• [ABOUT THIS EXERCISE]
State how many lines in the records hold the word "PresenceBoard", giving the number and no other text.

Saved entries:

---+---

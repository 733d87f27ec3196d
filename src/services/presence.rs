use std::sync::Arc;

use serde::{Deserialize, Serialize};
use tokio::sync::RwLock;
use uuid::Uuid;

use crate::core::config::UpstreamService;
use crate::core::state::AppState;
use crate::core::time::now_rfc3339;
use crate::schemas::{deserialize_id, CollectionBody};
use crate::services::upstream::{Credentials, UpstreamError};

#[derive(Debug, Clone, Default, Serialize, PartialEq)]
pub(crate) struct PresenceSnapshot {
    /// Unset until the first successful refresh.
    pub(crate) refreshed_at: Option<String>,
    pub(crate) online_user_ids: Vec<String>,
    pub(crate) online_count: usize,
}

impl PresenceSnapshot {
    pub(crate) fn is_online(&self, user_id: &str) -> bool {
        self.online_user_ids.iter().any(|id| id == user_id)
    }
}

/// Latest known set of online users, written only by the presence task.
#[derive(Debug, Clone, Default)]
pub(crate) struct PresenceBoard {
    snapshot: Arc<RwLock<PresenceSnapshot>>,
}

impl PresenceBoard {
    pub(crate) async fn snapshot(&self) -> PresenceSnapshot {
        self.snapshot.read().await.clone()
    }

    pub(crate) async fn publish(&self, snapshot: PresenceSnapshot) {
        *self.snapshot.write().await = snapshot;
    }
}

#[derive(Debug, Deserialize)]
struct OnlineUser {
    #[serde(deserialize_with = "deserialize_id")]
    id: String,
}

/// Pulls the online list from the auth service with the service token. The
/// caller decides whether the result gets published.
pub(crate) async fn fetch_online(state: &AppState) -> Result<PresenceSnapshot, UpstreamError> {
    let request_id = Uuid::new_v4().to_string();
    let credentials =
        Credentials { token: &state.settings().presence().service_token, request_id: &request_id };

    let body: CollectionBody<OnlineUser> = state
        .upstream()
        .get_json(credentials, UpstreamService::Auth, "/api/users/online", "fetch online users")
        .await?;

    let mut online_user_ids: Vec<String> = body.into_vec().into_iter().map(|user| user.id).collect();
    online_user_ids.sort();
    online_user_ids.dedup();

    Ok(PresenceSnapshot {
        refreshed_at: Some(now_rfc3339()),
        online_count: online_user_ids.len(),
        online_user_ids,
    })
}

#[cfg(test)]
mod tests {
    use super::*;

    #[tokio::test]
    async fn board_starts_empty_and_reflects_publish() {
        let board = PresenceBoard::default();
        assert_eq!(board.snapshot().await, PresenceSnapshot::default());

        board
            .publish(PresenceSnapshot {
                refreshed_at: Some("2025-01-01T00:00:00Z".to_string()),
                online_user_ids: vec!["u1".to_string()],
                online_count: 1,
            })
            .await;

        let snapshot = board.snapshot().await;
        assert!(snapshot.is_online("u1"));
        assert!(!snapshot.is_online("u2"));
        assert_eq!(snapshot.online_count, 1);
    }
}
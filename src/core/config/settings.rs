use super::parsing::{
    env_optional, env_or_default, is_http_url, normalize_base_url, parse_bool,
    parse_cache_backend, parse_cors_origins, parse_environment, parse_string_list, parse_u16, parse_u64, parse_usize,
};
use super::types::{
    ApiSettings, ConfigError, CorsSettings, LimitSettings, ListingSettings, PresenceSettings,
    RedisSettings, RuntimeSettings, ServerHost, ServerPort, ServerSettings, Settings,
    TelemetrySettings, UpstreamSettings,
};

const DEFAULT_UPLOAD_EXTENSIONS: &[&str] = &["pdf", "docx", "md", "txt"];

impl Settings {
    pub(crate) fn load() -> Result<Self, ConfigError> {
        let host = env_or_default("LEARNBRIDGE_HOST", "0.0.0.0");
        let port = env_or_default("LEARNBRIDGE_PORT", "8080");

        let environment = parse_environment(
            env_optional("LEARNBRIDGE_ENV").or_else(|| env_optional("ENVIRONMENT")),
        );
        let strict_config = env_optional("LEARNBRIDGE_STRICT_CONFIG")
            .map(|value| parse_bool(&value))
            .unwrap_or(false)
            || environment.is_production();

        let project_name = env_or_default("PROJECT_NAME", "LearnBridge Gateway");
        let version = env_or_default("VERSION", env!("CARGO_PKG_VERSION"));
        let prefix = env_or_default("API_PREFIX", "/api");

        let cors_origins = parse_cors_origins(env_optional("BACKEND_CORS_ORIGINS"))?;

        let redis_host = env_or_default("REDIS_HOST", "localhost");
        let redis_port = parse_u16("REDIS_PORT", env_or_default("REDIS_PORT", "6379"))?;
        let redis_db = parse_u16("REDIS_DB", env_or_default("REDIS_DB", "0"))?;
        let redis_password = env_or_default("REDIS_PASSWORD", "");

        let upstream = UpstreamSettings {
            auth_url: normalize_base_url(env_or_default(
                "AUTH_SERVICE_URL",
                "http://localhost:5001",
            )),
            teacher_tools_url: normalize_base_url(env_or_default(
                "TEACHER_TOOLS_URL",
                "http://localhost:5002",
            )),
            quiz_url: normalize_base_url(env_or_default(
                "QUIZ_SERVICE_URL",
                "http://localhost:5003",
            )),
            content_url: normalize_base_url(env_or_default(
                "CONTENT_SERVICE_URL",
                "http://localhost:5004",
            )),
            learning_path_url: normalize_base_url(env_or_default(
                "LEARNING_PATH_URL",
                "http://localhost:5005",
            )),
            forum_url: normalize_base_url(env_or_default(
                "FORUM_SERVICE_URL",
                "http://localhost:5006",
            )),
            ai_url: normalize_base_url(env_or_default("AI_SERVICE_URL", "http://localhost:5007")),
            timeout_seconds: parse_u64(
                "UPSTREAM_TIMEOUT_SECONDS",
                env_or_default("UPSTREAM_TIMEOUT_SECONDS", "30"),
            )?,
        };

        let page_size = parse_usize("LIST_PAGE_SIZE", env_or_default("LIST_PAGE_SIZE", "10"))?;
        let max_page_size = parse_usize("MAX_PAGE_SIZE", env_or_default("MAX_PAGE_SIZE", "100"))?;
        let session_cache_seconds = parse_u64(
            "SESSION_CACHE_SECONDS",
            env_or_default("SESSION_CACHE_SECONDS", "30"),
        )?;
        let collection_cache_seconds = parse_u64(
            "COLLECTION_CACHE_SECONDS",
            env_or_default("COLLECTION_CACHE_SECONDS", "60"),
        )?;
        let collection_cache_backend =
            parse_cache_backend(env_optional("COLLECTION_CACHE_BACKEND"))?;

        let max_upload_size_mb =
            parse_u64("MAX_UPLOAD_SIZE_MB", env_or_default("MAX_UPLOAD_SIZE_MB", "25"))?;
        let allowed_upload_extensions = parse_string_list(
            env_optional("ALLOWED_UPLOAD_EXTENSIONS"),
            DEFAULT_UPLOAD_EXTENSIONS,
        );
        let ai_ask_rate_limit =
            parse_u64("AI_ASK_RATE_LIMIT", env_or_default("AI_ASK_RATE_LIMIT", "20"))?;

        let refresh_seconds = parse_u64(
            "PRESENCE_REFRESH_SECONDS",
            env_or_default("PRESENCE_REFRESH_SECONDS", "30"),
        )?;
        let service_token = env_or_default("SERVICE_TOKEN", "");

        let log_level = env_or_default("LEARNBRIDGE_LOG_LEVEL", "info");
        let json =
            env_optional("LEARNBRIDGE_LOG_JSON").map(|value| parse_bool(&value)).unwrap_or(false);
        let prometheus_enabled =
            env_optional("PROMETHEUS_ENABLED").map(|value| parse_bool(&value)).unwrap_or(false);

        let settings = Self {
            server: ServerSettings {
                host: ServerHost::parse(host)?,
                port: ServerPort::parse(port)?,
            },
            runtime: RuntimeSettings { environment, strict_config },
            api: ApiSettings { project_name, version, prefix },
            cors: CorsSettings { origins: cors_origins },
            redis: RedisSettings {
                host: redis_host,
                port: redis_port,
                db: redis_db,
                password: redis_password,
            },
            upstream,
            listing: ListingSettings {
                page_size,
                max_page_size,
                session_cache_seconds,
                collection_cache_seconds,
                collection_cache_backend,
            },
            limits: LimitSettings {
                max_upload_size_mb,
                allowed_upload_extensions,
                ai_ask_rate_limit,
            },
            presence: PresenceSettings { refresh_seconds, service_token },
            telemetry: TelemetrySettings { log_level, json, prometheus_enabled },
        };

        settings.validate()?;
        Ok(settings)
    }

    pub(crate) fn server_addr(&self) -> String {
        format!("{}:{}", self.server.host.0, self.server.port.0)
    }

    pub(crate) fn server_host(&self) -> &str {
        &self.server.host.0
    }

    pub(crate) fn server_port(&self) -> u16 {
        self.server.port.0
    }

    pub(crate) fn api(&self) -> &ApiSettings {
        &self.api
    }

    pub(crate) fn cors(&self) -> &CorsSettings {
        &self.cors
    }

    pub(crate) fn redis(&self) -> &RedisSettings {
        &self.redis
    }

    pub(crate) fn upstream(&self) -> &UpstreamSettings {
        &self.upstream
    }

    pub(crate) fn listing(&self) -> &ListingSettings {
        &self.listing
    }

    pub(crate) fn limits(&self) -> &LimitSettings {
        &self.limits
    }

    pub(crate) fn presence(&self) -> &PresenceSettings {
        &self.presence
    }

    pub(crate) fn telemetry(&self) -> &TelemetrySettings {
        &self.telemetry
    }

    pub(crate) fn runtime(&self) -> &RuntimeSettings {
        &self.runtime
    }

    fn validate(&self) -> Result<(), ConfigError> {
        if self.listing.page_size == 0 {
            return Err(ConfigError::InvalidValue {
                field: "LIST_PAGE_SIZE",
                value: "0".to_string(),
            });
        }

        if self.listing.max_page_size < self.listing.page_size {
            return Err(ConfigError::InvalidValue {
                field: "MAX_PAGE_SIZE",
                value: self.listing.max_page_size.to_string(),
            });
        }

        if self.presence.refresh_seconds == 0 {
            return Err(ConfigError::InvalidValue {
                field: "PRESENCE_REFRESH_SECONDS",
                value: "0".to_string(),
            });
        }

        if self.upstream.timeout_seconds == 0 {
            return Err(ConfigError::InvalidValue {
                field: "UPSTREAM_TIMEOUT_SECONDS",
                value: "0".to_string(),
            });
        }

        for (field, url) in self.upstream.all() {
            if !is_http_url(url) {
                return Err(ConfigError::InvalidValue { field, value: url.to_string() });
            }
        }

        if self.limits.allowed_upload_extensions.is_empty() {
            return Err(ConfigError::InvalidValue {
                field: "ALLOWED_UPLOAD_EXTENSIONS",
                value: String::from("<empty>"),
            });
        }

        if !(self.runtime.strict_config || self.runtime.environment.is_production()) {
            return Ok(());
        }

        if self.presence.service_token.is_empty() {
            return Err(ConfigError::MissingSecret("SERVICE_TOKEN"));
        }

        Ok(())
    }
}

---+---

• [YOUR RESPONSE]
3